Cumulative count of covariation events corresponding to the top scoring pairs in the coevolution matrices generated by different methods. A. MSAs simulated with MSAvolve: a dotted vertical line marks the total number of true covarying pairs controlled by the program (as shown in Table 1). B. MSAs simulated with SIMPROT: in these simulations a total number of 50 covarying pairs was used regardless of the sequence length. Since each curve of the two panels is not the average of independent replicas of the same experiment, traditional standard deviation (std) has no meaning in this case. The error bars for selected points i represent a weighted std (wσi) calculated as follows:.

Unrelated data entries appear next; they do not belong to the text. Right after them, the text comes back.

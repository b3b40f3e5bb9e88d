//! Status command - replay a commit status event

use crate::cli::context::CommandContext;
use crate::cli::print_cycle_outcome;
use crate::cli::style::{Stylize, check};
use anstream::println;
use pr_rebaser::error::{Error, Result};
use pr_rebaser::merge::LabelMerger;
use pr_rebaser::status::{StatusAction, StatusEvent, StatusHandler};
use std::path::Path;
use std::sync::Arc;

/// Parse a `status` webhook payload from disk
pub fn read_status_event(path: &Path) -> Result<StatusEvent> {
    let content = std::fs::read_to_string(path)
        .map_err(|e| Error::Config(format!("failed to read {}: {e}", path.display())))?;
    serde_json::from_str(&content)
        .map_err(|e| Error::Config(format!("failed to parse status payload: {e}")))
}

/// Run the status command, waiting for any update cycle it starts
pub async fn run_status(ctx: &CommandContext, event: &StatusEvent) -> Result<()> {
    let merger = Arc::new(LabelMerger::new(
        Arc::clone(&ctx.repo),
        ctx.config.merge.clone(),
    ));
    let handler = StatusHandler::new(ctx.coordinator.clone(), merger);

    match handler.handle(event).await? {
        StatusAction::Ignored => println!("{}", "Nothing to do for this event.".muted()),
        StatusAction::NoPullRequests => {
            println!("{}", "Status change affects no open pull requests.".muted());
        }
        StatusAction::Rescheduled(None) => {
            println!("{}", "No pull request needs updating.".muted());
        }
        StatusAction::Rescheduled(Some(handle)) => {
            let locator = handle.locator().to_string();
            println!("Updating {}...", locator.emphasis());
            let outcome = handle.join().await;
            print_cycle_outcome(&locator, &outcome);
        }
        StatusAction::Processed { merged } if merged.is_empty() => {
            println!("{}", "No pull request was merged.".muted());
        }
        StatusAction::Processed { merged } => {
            for number in merged {
                println!("{} Merged #{}", check(), number.to_string().accent());
            }
        }
    }

    Ok(())
}
//! Remote rebase engine
//!
//! Rewrites a pull request's commits onto the current tip of its base
//! branch using only remote object-creation primitives:
//! 1. Stage - create a temporary ref at the base tip
//! 2. Replay - cherry-pick each commit onto the temporary ref via remote merges
//! 3. Publish - verify the head is unchanged and force-update the real branch
//!
//! The real branch is only touched once the whole chain has been rewritten.

mod engine;
mod temp_ref;

pub use engine::{RebaseEngine, RebaseSummary};
pub use temp_ref::TemporaryRef;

https://doi.org/10.1371/journal.pone.0047108.g004

One might wonder if the results obtained with different coevolution detection methods are somehow biased by the particular program (in this case MSAvolve) used to simulate the MSAs. For this reason, we also simulated 100 MSAs for each of the 8 families using an earlier program, SIMPROT, developed by one of us [32], which is based on a simulation strategy completely different from that of MSAvolve. In these simulations, there is no recombination between fragments and no cross-covariations between pairs, and thus the background of stochastic covariation is much lower than in the simulations carried out with MSAvolve. As expected, the coevolution detection performance of all the methods (summarized in Figure 4B) was closer to the internal ideal record generated by the program (orange line). With the exception of logR, which scored more poorly with weak covarions (tail of the cumulative covarions count in Figure 4B), the newest methods (ZPX2, db/dgb/nbZPX2, and DCA) all scored very similarly to each other. Among the remaining methods, ELSC approached the performance of simple MI, and McBASC exceeded it, still showing lower performance than logR in the detection of weakly covarying pairs. OMES and SCA were again much less effective than even simple MI in the entire range of covariation strength tested.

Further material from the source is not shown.